Lorsque je me le depein par rapport à ses manieres, je le
trouve modeste sans timidité, sincere sans
impertinence, affable sans adulation, obbligeant
<sic>, & complaisant sans bassesse, vif sans
étourderie, & enjoüé sans indiscrétion. Ce sont là des
qualitez qu’il n’est pas fort aizé de se rendre propres ;
& ceux, qui excellent dans cet art de plaire noblement,
font un fort petit nombre : peut être même, que le Caractere
d’un galant-homme est le plus rare de tous ceux qui
s’attirent notre admiration.

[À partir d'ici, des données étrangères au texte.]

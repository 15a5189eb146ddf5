//! Load completion handling — promotes hulls from Pending to Ready.
//!
//! The sim never blocks on asset IO. Entities spawn with a Pending hull
//! and a load request; when the loader reports back, the hull becomes a
//! live body at the pose it was waiting with and the renderer is told to
//! add the node. A failed load leaves the hull Pending for good, so every
//! system keeps skipping the entity.

use hecs::World;

use corsair_core::components::{Hull, KinematicBody};
use corsair_core::events::{Alert, AlertLevel, SceneEvent};
use corsair_core::loading::{LoadCompletion, LoadOutcome};
use corsair_core::types::{EntityKind, NodeId};

pub fn apply_completion(
    world: &mut World,
    completion: LoadCompletion,
    frame: u64,
    scene_events: &mut Vec<SceneEvent>,
    alerts: &mut Vec<Alert>,
) {
    let LoadCompletion { node, outcome } = completion;

    let mut pending: Option<(hecs::Entity, EntityKind, glam::DVec3, f64)> = None;
    {
        let mut query = world.query::<(&NodeId, &EntityKind, &Hull)>();
        for (entity, (id, kind, hull)) in query.iter() {
            if *id != node {
                continue;
            }
            if let Hull::Pending { position, heading } = hull {
                pending = Some((entity, *kind, *position, *heading));
            }
            break;
        }
    }

    let Some((entity, kind, position, heading)) = pending else {
        log::warn!("load completion for unknown or already-live node {}", node.0);
        return;
    };

    match outcome {
        LoadOutcome::Loaded => {
            if let Ok(mut hull) = world.get::<&mut Hull>(entity) {
                *hull = Hull::Ready(KinematicBody { position, heading });
            }
            scene_events.push(SceneEvent::NodeAdded {
                node,
                kind,
                position,
                heading,
                scale: kind.model_scale(),
            });
        }
        LoadOutcome::Failed { reason } => {
            log::warn!("model load failed for node {} ({:?}): {}", node.0, kind, reason);
            alerts.push(Alert {
                level: AlertLevel::Warning,
                message: format!("failed to load {:?} model: {}", kind, reason),
                frame,
            });
        }
    }
}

Non seulement la Nature doit
avoir formé exprès le cœur & l’Esprit d’un homme si
aimable ; mais, il faut encore que ces talens, & ces
sentimens ayent été formez & finis, pour ainsi dire, par
l’Education la mieux ménagée, & la plus étendue. Avant
que d’être en état de briller dans le monde, il doit être
instruit dans les principes de la Religion, avoir une idée
juste de toutes les Vertus morales, & s’être fait une
bonne provision de ce qu’on appelle Erudition polie. Il faut
qu’il n’ignore pas ce qui se passe dans les Cours & dans
les armées : il doit voyager, pour s’ouvrir l’esprit, pour
en étendre les vues, pour connoitre la politique, & les
interêts des differens états, pour polir ses
manieres, & pour se débarasser des préventions
Nationales, dont tous les peuples ont leur bonne portion. A
ces qualitez essentielles il doit joindre toutes les
qualitez agréables, comme sont la connoissances <sic>
des langues, & les exercices du corps, qui sont le plus
en vogue : il ne faut pas même qu’il croye au dessous de lui
l’art de se mettre bien. Ce n’est pas une chose
extraordinaire dans le monde, que de trouver un homme de
probité, un homme d’honneur, un brave-homme, un homme
d’esprit, un homme de Lettres ; mais, rien n’est plus rare
qu’un véritable Galant-homme. C’est proprement un composé de
tout le mérite, & de tout l’agrément, qui sont répandus,
par petites doses, dans tout le genre-humain. Un excellent
Poete anime & assaisonne toutes les parties de son
savoir, par le force de son genie : le brillant, & la
vivacité de son imagination place dans le jour le plus
avantageux, tout ce que lui fournit la Lecture, & sa
raison. Il en est de même d’un Galant-homme : La politesse
& l’agrément de ses manieres relevent & embellissent
ses vertus & ses perfections. Tout ce qu’il fait, tout
ce qu’il dit, est accompagné d’un charme
irrésistible, qui lui attire l’admiration, l’estime, &
la tendresse de tous ceux, qui en sont les témoins.